_TASK DIRECTIONS_
Every line below needs to be reproduced exactly.
━━━ SOURCE DATA ━━━
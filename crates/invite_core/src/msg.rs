use crate::{CopyTarget, Mode, ShareChannel};

#[derive(Debug, Clone, PartialEq, Eq)]
pub enum Msg {
    /// User switched between single and bulk mode.
    ModeSelected(Mode),
    /// User edited the single guest name input.
    NameChanged(String),
    /// User edited the bulk guest list (one name per line).
    BulkInputChanged(String),
    /// User submitted the single-mode form.
    GenerateSingle,
    /// User submitted the bulk-mode form.
    GenerateBulk,
    /// User picked a message preset; overwrites the message text.
    PresetSelected(String),
    /// User edited the message text directly.
    MessageEdited(String),
    /// User asked to copy or share the message for one row.
    DispatchRequested {
        target: CopyTarget,
        channel: ShareChannel,
    },
    /// Clipboard write for `target` finished successfully.
    CopyConfirmed(CopyTarget),
    /// Copy-feedback timer fired.
    CopyFeedbackExpired { ticket: u64 },
    /// An external sink rejected the operation.
    SinkFailed(String),
    /// UI/render tick.
    Tick,
    /// Fallback for placeholder wiring.
    NoOp,
}
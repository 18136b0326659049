use qrcode::render::{svg, unicode};
use qrcode::QrCode;

use crate::SinkError;

fn encode(data: &str) -> Result<QrCode, SinkError> {
    QrCode::new(data.as_bytes()).map_err(|e| SinkError::Qr(e.to_string()))
}

/// Renders `data` as half-block text for a dark terminal background.
pub fn render_terminal(data: &str) -> Result<String, SinkError> {
    let code = encode(data)?;
    Ok(code
        .render::<unicode::Dense1x2>()
        .dark_color(unicode::Dense1x2::Light)
        .light_color(unicode::Dense1x2::Dark)
        .quiet_zone(true)
        .build())
}

/// Renders `data` as an SVG document at least `size_px` wide and high.
pub fn render_svg(data: &str, size_px: u32) -> Result<String, SinkError> {
    let code = encode(data)?;
    Ok(code
        .render::<svg::Color>()
        .min_dimensions(size_px, size_px)
        .dark_color(svg::Color("#000000"))
        .light_color(svg::Color("#ffffff"))
        .build())
}

#[cfg(test)]
mod tests {
    use super::*;

    #[test]
    fn terminal_render_is_square_block_text() {
        let text = render_terminal("https://inv.example/?nama=Ayu").unwrap();
        let lines: Vec<&str> = text.lines().collect();
        assert!(lines.len() > 10);
        let width = lines[0].chars().count();
        assert!(lines.iter().all(|line| line.chars().count() == width));
    }

    #[test]
    fn oversized_payload_is_rejected() {
        let data = "x".repeat(8000);
        assert!(matches!(render_terminal(&data), Err(SinkError::Qr(_))));
    }
}
use std::sync::Arc;

use crate::{ShareError, SharePayload};

/// A platform share sheet.
#[async_trait::async_trait]
pub trait ShareSink: Send + Sync {
    async fn share(&self, payload: &SharePayload) -> Result<(), ShareError>;
}

/// Native share capability for the current platform, if there is one.
///
/// Desktop terminals have no share sheet, so this is `None` and callers take
/// the clipboard fallback.
pub fn native_share() -> Option<Arc<dyn ShareSink>> {
    None
}
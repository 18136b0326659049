use invite_core::{build_invite_urls, compose_message, find_preset, NO_MESSAGE_PRESET_ID};
use pretty_assertions::assert_eq;

const URL: &str = "https://inv.example/?nama=Ayu";

#[test]
fn no_message_preset_with_empty_text_is_link_only() {
    assert_eq!(
        compose_message("Ayu", URL, NO_MESSAGE_PRESET_ID, ""),
        "Undangan untuk Ayu:\nhttps://inv.example/?nama=Ayu"
    );
    assert_eq!(
        compose_message("  Ayu ", URL, NO_MESSAGE_PRESET_ID, "  \n "),
        "Undangan untuk Ayu:\nhttps://inv.example/?nama=Ayu"
    );
}

#[test]
fn blank_name_uses_fallback_label() {
    assert_eq!(
        compose_message("   ", URL, NO_MESSAGE_PRESET_ID, ""),
        "Undangan untuk Bapak/Ibu:\nhttps://inv.example/?nama=Ayu"
    );
    assert_eq!(
        compose_message("", URL, "indo_formal", "Halo {NAMA}"),
        "Halo Bapak/Ibu"
    );
}

#[test]
fn custom_text_substitutes_both_tokens() {
    for preset in [NO_MESSAGE_PRESET_ID, "indo_formal", "bali_alus", "unknown"] {
        assert_eq!(
            compose_message("Ayu", URL, preset, "Halo {NAMA}, link: {LINK}"),
            "Halo Ayu, link: https://inv.example/?nama=Ayu"
        );
    }
}

#[test]
fn every_occurrence_is_replaced_and_text_is_trimmed() {
    assert_eq!(
        compose_message("Ayu", "u", "indo_formal", "\n {NAMA} {NAMA} {LINK}{LINK} \n"),
        "Ayu Ayu uu"
    );
}

#[test]
fn text_without_tokens_is_returned_as_is() {
    assert_eq!(
        compose_message("Ayu", URL, "indo_formal", "Sampai jumpa!"),
        "Sampai jumpa!"
    );
}

#[test]
fn cleared_preset_text_falls_back_to_link_only() {
    assert_eq!(
        compose_message("Made", URL, "bali_madya", ""),
        "Undangan untuk Made:\nhttps://inv.example/?nama=Ayu"
    );
}

#[test]
fn token_inside_name_is_inserted_verbatim() {
    // {NAMA} is replaced first, so a {LINK} carried in by the name is expanded.
    assert_eq!(
        compose_message("{LINK}", "u", "indo_formal", "Halo {NAMA}"),
        "Halo u"
    );
    assert_eq!(
        compose_message("{NAMA}", "u", "indo_formal", "Halo {NAMA}"),
        "Halo {NAMA}"
    );
}

#[test]
fn preset_text_renders_name_and_link() {
    let preset = find_preset("indo_formal").expect("preset");
    let message = compose_message("Ayu", URL, preset.id, preset.text);

    assert!(message.starts_with("Yth. Ayu,\n\n"));
    assert!(message.contains("Kehadiran Ayu akan"));
    assert!(message.contains(":\nhttps://inv.example/?nama=Ayu\n\n"));
    assert!(!message.contains("{NAMA}"));
    assert!(!message.contains("{LINK}"));
}

#[test]
fn bulk_link_only_messages() {
    let entries = build_invite_urls("https://inv.example/", "Ayu\nMade");
    let messages: Vec<String> = entries
        .iter()
        .map(|entry| compose_message(&entry.name, &entry.url, NO_MESSAGE_PRESET_ID, ""))
        .collect();

    assert_eq!(
        messages,
        vec![
            "Undangan untuk Ayu:\nhttps://inv.example/?nama=Ayu".to_string(),
            "Undangan untuk Made:\nhttps://inv.example/?nama=Made".to_string(),
        ]
    );
}

#[test]
fn byte_order_mark_only_name_uses_fallback_label() {
    assert_eq!(
        compose_message("\u{FEFF}", "https://inv.example/?nama=x", NO_MESSAGE_PRESET_ID, ""),
        "Undangan untuk Bapak/Ibu:\nhttps://inv.example/?nama=x"
    );
}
━━━
_REPLY_
filename crates/invite_core/src/msg.rs
use crate::{CopyTarget, Mode, ShareChannel};

#[derive(Debug, Clone, PartialEq, Eq)]
pub enum Msg {
    /// User switched between single and bulk mode.
    ModeSelected(Mode),
    /// User edited the single guest name input.
    NameChanged(String),
    /// User edited the bulk guest list (one name per line).
    BulkInputChanged(String),
    /// User submitted the single-mode form.
    GenerateSingle,
    /// User submitted the bulk-mode form.
    GenerateBulk,
    /// User picked a message preset; overwrites the message text.
    PresetSelected(String),
    /// User edited the message text directly.
    MessageEdited(String),
    /// User asked to copy or share the message for one row.
    DispatchRequested {
        target: CopyTarget,
        channel: ShareChannel,
    },
    /// Clipboard write for `target` finished successfully.
    CopyConfirmed(CopyTarget),
    /// Copy-feedback timer fired.
    CopyFeedbackExpired { ticket: u64 },
    /// An external sink rejected the operation.
    SinkFailed(String),
    /// UI/render tick.
    Tick,
    /// Fallback for placeholder wiring.
    NoOp,
}
repository 18136b0326659049
use qrcode::render::{svg, unicode};
use qrcode::QrCode;

use crate::SinkError;

fn encode(data: &str) -> Result<QrCode, SinkError> {
    QrCode::new(data.as_bytes()).map_err(|e| SinkError::Qr(e.to_string()))
}

/// Renders `data` as half-block text for a dark terminal background.
pub fn render_terminal(data: &str) -> Result<String, SinkError> {
    let code = encode(data)?;
    Ok(code
        .render::<unicode::Dense1x2>()
        .dark_color(unicode::Dense1x2::Light)
        .light_color(unicode::Dense1x2::Dark)
        .quiet_zone(true)
        .build())
}

/// Renders `data` as an SVG document at least `size_px` wide and high.
pub fn render_svg(data: &str, size_px: u32) -> Result<String, SinkError> {
    let code = encode(data)?;
    Ok(code
        .render::<svg::Color>()
        .min_dimensions(size_px, size_px)
        .dark_color(svg::Color("#000000"))
        .light_color(svg::Color("#ffffff"))
        .build())
}

#[cfg(test)]
mod tests {
    use super::*;

    #[test]
    fn terminal_render_is_square_block_text() {
        let text = render_terminal("https://inv.example/?nama=Ayu").unwrap();
        let lines: Vec<&str> = text.lines().collect();
        assert!(lines.len() > 10);
        let width = lines[0].chars().count();
        assert!(lines.iter().all(|line| line.chars().count() == width));
    }

    #[test]
    fn oversized_payload_is_rejected() {
        let data = "x".repeat(8000);
        assert!(matches!(render_terminal(&data), Err(SinkError::Qr(_))));
    }
}
use std::sync::Arc;

use crate::{ShareError, SharePayload};

/// A platform share sheet.
#[async_trait::async_trait]
pub trait ShareSink: Send + Sync {
    async fn share(&self, payload: &SharePayload) -> Result<(), ShareError>;
}

/// Native share capability for the current platform, if there is one.
///
/// Desktop terminals have no share sheet, so this is `None` and callers take
/// the clipboard fallback.
pub fn native_share() -> Option<Arc<dyn ShareSink>> {
    None
}
repository 18136b0326659049
use invite_core::{build_invite_urls, compose_message, find_preset, NO_MESSAGE_PRESET_ID};
use pretty_assertions::assert_eq;

const URL: &str = "https://inv.example/?nama=Ayu";

#[test]
fn no_message_preset_with_empty_text_is_link_only() {
    assert_eq!(
        compose_message("Ayu", URL, NO_MESSAGE_PRESET_ID, ""),
        "Undangan untuk Ayu:\nhttps://inv.example/?nama=Ayu"
    );
    assert_eq!(
        compose_message("  Ayu ", URL, NO_MESSAGE_PRESET_ID, "  \n "),
        "Undangan untuk Ayu:\nhttps://inv.example/?nama=Ayu"
    );
}

#[test]
fn blank_name_uses_fallback_label() {
    assert_eq!(
        compose_message("   ", URL, NO_MESSAGE_PRESET_ID, ""),
        "Undangan untuk Bapak/Ibu:\nhttps://inv.example/?nama=Ayu"
    );
    assert_eq!(
        compose_message("", URL, "indo_formal", "Halo {NAMA}"),
        "Halo Bapak/Ibu"
    );
}

#[test]
fn custom_text_substitutes_both_tokens() {
    for preset in [NO_MESSAGE_PRESET_ID, "indo_formal", "bali_alus", "unknown"] {
        assert_eq!(
            compose_message("Ayu", URL, preset, "Halo {NAMA}, link: {LINK}"),
            "Halo Ayu, link: https://inv.example/?nama=Ayu"
        );
    }
}

#[test]
fn every_occurrence_is_replaced_and_text_is_trimmed() {
    assert_eq!(
        compose_message("Ayu", "u", "indo_formal", "\n {NAMA} {NAMA} {LINK}{LINK} \n"),
        "Ayu Ayu uu"
    );
}

#[test]
fn text_without_tokens_is_returned_as_is() {
    assert_eq!(
        compose_message("Ayu", URL, "indo_formal", "Sampai jumpa!"),
        "Sampai jumpa!"
    );
}

#[test]
fn cleared_preset_text_falls_back_to_link_only() {
    assert_eq!(
        compose_message("Made", URL, "bali_madya", ""),
        "Undangan untuk Made:\nhttps://inv.example/?nama=Ayu"
    );
}

#[test]
fn token_inside_name_is_inserted_verbatim() {
    // {NAMA} is replaced first, so a {LINK} carried in by the name is expanded.
    assert_eq!(
        compose_message("{LINK}", "u", "indo_formal", "Halo {NAMA}"),
        "Halo u"
    );
    assert_eq!(
        compose_message("{NAMA}", "u", "indo_formal", "Halo {NAMA}"),
        "Halo {NAMA}"
    );
}

#[test]
fn preset_text_renders_name_and_link() {
    let preset = find_preset("indo_formal").expect("preset");
    let message = compose_message("Ayu", URL, preset.id, preset.text);

    assert!(message.starts_with("Yth. Ayu,\n\n"));
    assert!(message.contains("Kehadiran Ayu akan"));
    assert!(message.contains(":\nhttps://inv.example/?nama=Ayu\n\n"));
    assert!(!message.contains("{NAMA}"));
    assert!(!message.contains("{LINK}"));
}

#[test]
fn bulk_link_only_messages() {
    let entries = build_invite_urls("https://inv.example/", "Ayu\nMade");
    let messages: Vec<String> = entries
        .iter()
        .map(|entry| compose_message(&entry.name, &entry.url, NO_MESSAGE_PRESET_ID, ""))
        .collect();

    assert_eq!(
        messages,
        vec![
            "Undangan untuk Ayu:\nhttps://inv.example/?nama=Ayu".to_string(),
            "Undangan untuk Made:\nhttps://inv.example/?nama=Made".to_string(),
        ]
    );
}

#[test]
fn byte_order_mark_only_name_uses_fallback_label() {
    assert_eq!(
        compose_message("\u{FEFF}", "https://inv.example/?nama=x", NO_MESSAGE_PRESET_ID, ""),
        "Undangan untuk Bapak/Ibu:\nhttps://inv.example/?nama=x"
    );
}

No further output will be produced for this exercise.